The James Madison Program in American Ideals and Institutions, often called simply the Madison Program, is a scholarly institute within the Department of Politics at Princeton University that is "dedicated to exploring enduring questions of American constitutional law and Western political thought." The Madison Program was founded in 2000 and is directed by Robert P. George, the McCormick Professor of Jurisprudence at Princeton University.

History

The Madison Program was founded in the summer of 2000 via a charter with the Department of Politics at Princeton University. Early funders included Steve Forbes, the John M. Olin Foundation, and the Bradley Foundation.  Early speakers included liberal scholars such as James E. Fleming of Fordham University, Stanley N. Katz of Princeton University and more conservative ones, including Robert Bork, Christopher DeMuth, then-president of the American Enterprise Institute, Lynne Cheney, chairwoman of the National Endowment for the Humanities in the first Bush administration, and William Kristol, then-editor of The Weekly Standard. 

The Program celebrated its 10th anniversary in 2010 with a lecture from columnist George Will.  Summer 2020 marked the 20th anniversary of the Program.

Academic programs

Politics departmental track

The Program sponsors the track in "American Ideas and Institutions" for undergraduates concentrating in Politics at Princeton. The track includes courses from American politics, political theory, and public law to allow students to "further and demonstrate their understandings of the three branches of the federal government and the values, ideas, and theories that underlie them and are animated by their workings."

Undergraduate Fellows Forum

The Program is host to the Undergraduate Fellows Forum, where Princeton undergraduates engage with fellow students interested in American constitutionalism and American political institutions. Undergraduate Fellows have founded such programs at Princeton as a podcast called "Woke Wednesdays" and the third undergraduate chapter of the Federalist Society.

James Madison Society

The Madison Program is host to several Visiting and Postdoctoral Fellows at Princeton every year and past Visiting Fellows become part of the James Madison Society. The members of the Society are interested in intellectual dialogue across partisan lines and span the ideological spectrum.

Public initiatives

Statements

"Truth Seeking, Democracy, and Freedom of Thought and Expression"

On March 14, 2017, Robert P. George and Cornel West issued a joint statement via the Madison Program to encourage citizens to engage with people of opposing views. The statement was opened to signatories from the public; as of March 2019, there were more than 4,000 signatories.

"Think for Yourself"

On August 29, 2017, the Madison Program issued a joint statement entitled "Some Thoughts and Advice for Our Students and All Students" in which Princeton, Harvard, and Yale University professors encouraged students entering college to avoid becoming "trapped in an echo chamber" by "taking the trouble to learn and honestly consider the strongest arguments to be advanced on both or all sides of questions—including arguments for positions that others revile and want to stigmatize and against positions others seek to immunize from critical scrutiny."

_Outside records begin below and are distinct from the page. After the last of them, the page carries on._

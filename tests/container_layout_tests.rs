use indoc::indoc;
use resindex::index::IndexBuilder;
use resindex::types::{ResType, ResourceRecord};
use resindex::{Error, ManifestLayout, QualifierDescriptor, ResourceManager};
use std::fs::{self, File};
use std::io::{Read, Seek, SeekFrom, Write};
use std::path::{Path, PathBuf};
use tempfile::TempDir;
use zip::CompressionMethod;
use zip::write::SimpleFileOptions;

const MODULE_JSON: &str = indoc! {r#"
    {
      "app": { "bundleName": "com.example.demo" },
      "module": {
        "name": "entry",
        "type": "entry",
        "deviceTypes": ["phone", "tablet"]
      }
    }
"#};

const CONFIG_JSON: &str = indoc! {r#"
    {
      "app": { "bundleName": "com.example.legacy" },
      "module": {
        "package": "com.example.legacy",
        "distro": {
          "moduleName": "entry",
          "moduleType": "entry"
        }
      }
    }
"#};

fn index_bytes() -> Vec<u8> {
    let mut builder = IndexBuilder::new("container 1.0");
    builder
        .add_folder(
            "default",
            vec![
                ResourceRecord::scalar(1, "app_name", ResType::String, "Demo"),
                ResourceRecord::scalar(
                    2,
                    "icon",
                    ResType::Media,
                    "entry/resources/base/media/icon.png",
                ),
            ],
        )
        .unwrap()
        .add_folder(
            "zh_CN",
            vec![ResourceRecord::scalar(1, "app_name", ResType::String, "演示")],
        )
        .unwrap();
    builder.build().unwrap()
}

/// Writes a zip container; `(member, bytes, stored)`.
fn write_zip(path: &Path, members: &[(&str, &[u8], bool)]) {
    let mut writer = zip::ZipWriter::new(File::create(path).unwrap());
    for (name, bytes, stored) in members {
        let method = if *stored {
            CompressionMethod::Stored
        } else {
            CompressionMethod::Deflated
        };
        writer
            .start_file(*name, SimpleFileOptions::default().compression_method(method))
            .unwrap();
        writer.write_all(bytes).unwrap();
    }
    writer.finish().unwrap();
}

fn runtime(tag: &str) -> QualifierDescriptor {
    QualifierDescriptor::new().with_locale_tag(tag).unwrap()
}

#[test]
fn test_manifest_v2_zip() {
    let dir = TempDir::new().unwrap();
    let hap = dir.path().join("entry.hap");
    let index = index_bytes();
    write_zip(
        &hap,
        &[
            ("module.json", MODULE_JSON.as_bytes(), false),
            ("resources.index", &index, false),
            ("resources/base/media/icon.png", b"\x89PNG", false),
            ("resources/rawfile/config/settings.txt", b"volume=3", true),
        ],
    );

    let manager = ResourceManager::new(runtime("zh-Hans-CN"));
    manager.add_archive(&hap, &[]).unwrap();

    assert_eq!(manager.get_string_by_name("app_name").unwrap(), "演示");
    assert_eq!(
        manager.get_media_path(2, None).unwrap(),
        "resources/base/media/icon.png"
    );
    assert_eq!(manager.get_media_content(2, None).unwrap(), b"\x89PNG");
    assert_eq!(
        manager.get_raw_file_content("config/settings.txt").unwrap(),
        b"volume=3"
    );

    let mut raw = manager.open_raw_file("config/settings.txt").unwrap();
    let mut buf = vec![0u8; raw.length as usize];
    raw.handle.seek(SeekFrom::Start(raw.offset)).unwrap();
    raw.handle.read_exact(&mut buf).unwrap();
    assert_eq!(buf, b"volume=3");
}

#[test]
fn test_manifest_v1_zip() {
    let dir = TempDir::new().unwrap();
    let hap = dir.path().join("legacy.hap");
    let index = index_bytes();
    write_zip(
        &hap,
        &[
            ("config.json", CONFIG_JSON.as_bytes(), false),
            ("assets/entry/resources.index", &index, false),
            ("assets/entry/resources/base/media/icon.png", b"legacy", false),
            ("assets/entry/resources/rawfile/notes.txt", b"notes", false),
        ],
    );

    let manager = ResourceManager::new(runtime("en"));
    manager.add_archive(&hap, &[]).unwrap();

    assert_eq!(manager.get_string(1).unwrap(), "Demo");
    assert_eq!(
        manager.get_media_path_by_name("icon", None).unwrap(),
        "assets/entry/resources/base/media/icon.png"
    );
    assert_eq!(manager.get_media_content(2, None).unwrap(), b"legacy");
    assert_eq!(manager.get_raw_file_content("notes.txt").unwrap(), b"notes");
    // Deflated members cannot be handed out in place.
    assert!(matches!(
        manager.open_raw_file("notes.txt"),
        Err(Error::Manifest(_))
    ));
}

#[test]
fn test_unpacked_directory() {
    let dir = TempDir::new().unwrap();
    let root = dir.path().join("entry");
    fs::create_dir_all(root.join("resources/base/media")).unwrap();
    fs::write(root.join("module.json"), MODULE_JSON).unwrap();
    fs::write(root.join("resources.index"), index_bytes()).unwrap();
    fs::write(root.join("resources/base/media/icon.png"), b"dir").unwrap();

    let manager = ResourceManager::new(runtime("fr"));
    manager.add_archive(&root, &[]).unwrap();
    assert_eq!(manager.get_string(1).unwrap(), "Demo");
    assert_eq!(manager.get_media_content(2, None).unwrap(), b"dir");

    let archive = manager.archive_paths();
    assert_eq!(archive, vec![PathBuf::from(&root)]);
}

#[test]
fn test_layout_detection_errors() {
    let dir = TempDir::new().unwrap();
    let hap = dir.path().join("bare.hap");
    write_zip(&hap, &[("resources.index", &index_bytes(), false)]);
    let manager = ResourceManager::new(runtime("en"));
    assert!(matches!(
        manager.add_archive(&hap, &[]),
        Err(Error::Manifest(_))
    ));

    let broken = dir.path().join("broken.hap");
    fs::write(&broken, b"not a zip").unwrap();
    assert!(matches!(
        manager.add_archive(&broken, &[]),
        Err(Error::Manifest(_))
    ));

    let truncated = dir.path().join("truncated.hap");
    write_zip(
        &truncated,
        &[
            ("module.json", MODULE_JSON.as_bytes(), false),
            ("resources.index", &index_bytes()[..100], false),
        ],
    );
    assert!(matches!(
        manager.add_archive(&truncated, &[]),
        Err(Error::Decode(_))
    ));
    assert!(manager.archive_paths().is_empty());
}

#[test]
fn test_layout_probe_on_disk() {
    let dir = TempDir::new().unwrap();
    let hap = dir.path().join("legacy.hap");
    write_zip(&hap, &[("config.json", CONFIG_JSON.as_bytes(), false)]);
    let layout = ManifestLayout::probe(&resindex::FsArchiveReader, &hap).unwrap();
    assert_eq!(layout, ManifestLayout::V1 { module: "entry".into() });
    assert_eq!(layout.resource_root(), "assets/entry/resources/");
}
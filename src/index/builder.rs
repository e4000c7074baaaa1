//! Serializes qualifier directories and their records into the binary index.
//!
//! Used to produce fixtures and by packaging tools; the runtime never writes
//! an index.

use byteorder::{ByteOrder, LittleEndian, WriteBytesExt};

use super::{HEADER_LEN, IDSS_TAG, KEYS_TAG, VERSION_LEN};
use crate::{
    error::{Error, Result},
    qualifier::QualifierDescriptor,
    types::{KeyParam, ResourceRecord},
};

/// Builder for a `resources.index` buffer.
///
/// # Example
///
/// ```rust
/// use resindex::index::{IndexBuilder, decode};
/// use resindex::locale::LocaleMatcher;
/// use resindex::types::{ResType, ResourceRecord};
///
/// let mut builder = IndexBuilder::new("demo");
/// builder.add_folder(
///     "default",
///     vec![ResourceRecord::scalar(1, "app_name", ResType::String, "App")],
/// )?;
/// let bytes = builder.build()?;
/// let index = decode(&bytes, None, &LocaleMatcher)?;
/// assert_eq!(index.nodes[0].records[0].text(), "App");
/// # Ok::<(), resindex::Error>(())
/// ```
#[derive(Debug, Clone, Default)]
pub struct IndexBuilder {
    version: String,
    nodes: Vec<(Vec<KeyParam>, Vec<ResourceRecord>)>,
}

impl IndexBuilder {
    pub fn new(version: &str) -> Self {
        Self {
            version: version.to_string(),
            nodes: Vec::new(),
        }
    }

    /// Adds a qualifier directory given by its params.
    pub fn add_qualifier(&mut self, params: Vec<KeyParam>, records: Vec<ResourceRecord>) -> &mut Self {
        self.nodes.push((params, records));
        self
    }

    /// Adds a qualifier directory given by its folder name (`default`, `zh_CN-dark`, ...).
    pub fn add_folder(&mut self, folder: &str, records: Vec<ResourceRecord>) -> Result<&mut Self> {
        let params = QualifierDescriptor::from_folder_name(folder)?.to_params();
        Ok(self.add_qualifier(params, records))
    }

    pub fn build(&self) -> Result<Vec<u8>> {
        if self.version.len() >= VERSION_LEN {
            return Err(Error::decode("index version is too long"));
        }

        let mut buf = Vec::new();
        buf.extend_from_slice(self.version.as_bytes());
        buf.resize(VERSION_LEN, 0);
        buf.write_u32::<LittleEndian>(0)?;
        buf.write_u32::<LittleEndian>(self.nodes.len() as u32)?;
        debug_assert_eq!(buf.len(), HEADER_LEN);

        let mut offset_slots = Vec::with_capacity(self.nodes.len());
        for (params, _) in &self.nodes {
            buf.extend_from_slice(KEYS_TAG);
            offset_slots.push(buf.len());
            buf.write_u32::<LittleEndian>(0)?;
            buf.write_u32::<LittleEndian>(params.len() as u32)?;
            for param in params {
                buf.write_u32::<LittleEndian>(param.key_type.tag())?;
                buf.write_u32::<LittleEndian>(param.value)?;
            }
        }

        for ((_, records), slot) in self.nodes.iter().zip(offset_slots) {
            let node_offset = to_u32(buf.len())?;
            LittleEndian::write_u32(&mut buf[slot..slot + 4], node_offset);

            buf.extend_from_slice(IDSS_TAG);
            buf.write_u32::<LittleEndian>(records.len() as u32)?;
            let entries_start = buf.len();
            for record in records {
                buf.write_u32::<LittleEndian>(record.id)?;
                buf.write_u32::<LittleEndian>(0)?;
            }
            for (i, record) in records.iter().enumerate() {
                let record_offset = to_u32(buf.len())?;
                let entry = entries_start + i * 8 + 4;
                LittleEndian::write_u32(&mut buf[entry..entry + 4], record_offset);
                write_record(&mut buf, record)?;
            }
        }

        let total = to_u32(buf.len())?;
        LittleEndian::write_u32(&mut buf[VERSION_LEN..VERSION_LEN + 4], total);
        Ok(buf)
    }
}

fn write_record(buf: &mut Vec<u8>, record: &ResourceRecord) -> Result<()> {
    let start = buf.len();
    buf.write_u32::<LittleEndian>(0)?;
    buf.write_u32::<LittleEndian>(record.res_type.tag())?;
    buf.write_u32::<LittleEndian>(record.id)?;

    if record.res_type.is_array() {
        let mut packed = Vec::new();
        for value in record.values() {
            write_string(&mut packed, value)?;
        }
        let len = u16::try_from(packed.len())
            .map_err(|_| Error::decode(format!("array `{}` is too long", record.name)))?;
        buf.write_u16::<LittleEndian>(len)?;
        buf.extend_from_slice(&packed);
    } else {
        write_string(buf, record.text())?;
    }
    write_string(buf, &record.name)?;

    let size = to_u32(buf.len() - start)?;
    LittleEndian::write_u32(&mut buf[start..start + 4], size);
    Ok(())
}

fn write_string(buf: &mut Vec<u8>, text: &str) -> Result<()> {
    let len = u16::try_from(text.len())
        .map_err(|_| Error::decode(format!("string of {} bytes is too long", text.len())))?;
    buf.write_u16::<LittleEndian>(len)?;
    buf.extend_from_slice(text.as_bytes());
    buf.push(0);
    Ok(())
}

fn to_u32(value: usize) -> Result<u32> {
    u32::try_from(value).map_err(|_| Error::decode("index exceeds 4 GiB"))
}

Initiative on Politics and Statesmanship 
In 2019, the James Madison Program established its Initiative on Politics and Statesmanship. The Initiative is directed by Allen C. Guelzo, and seeks to "discern, understand and critique the substance and style of statesmanship in modern democratic societies; to encourage the study of statesmanship in the Anglo-American political tradition, as it was inherited from the Greek and Roman classical past, through the Glorious Revolution, the American Revolution, the Civil War and the World Wars, to the present; and to present the findings of leading scholars of this statesmanship in public forums which will assist the general public in understanding and supporting examples of statesmanlike behavior in modern political environments." The Initiative hosts public events, seminars, and a summer program for undergraduate students on the "Theory and Practice of Statesmanship."

Initiative on Freedom of Thought, inquiry, and Expression 
In 2022, the James Madison Program established its Initiative on Freedom of Thought, Inquiry, and Expression (known colloquially as the "Free Speech Initiative"). The Initiative is directed by Princeton University professors Keith E. Whittington and Bernard Haykel. The Free Speech Initiative was established to "promote, explain, and defend free speech and academic freedom. Through events, seminars, and other programming, the James Madison Free Speech Initiative creates opportunities for the Princeton community—faculty, students, staff, and the public—to learn how and why freedom of thought and inquiry is essential to the health of universities and free societies."

Reception

According to Jane Mayer, writing in The Chronicle of Higher Education, the Madison Program was founded with funds from the conservative John M. Olin Foundation.  Director Robert P. George claims the Program is not conservative, but rather "seeks to bring competing points of view together to lift the intellectual debate on campus." 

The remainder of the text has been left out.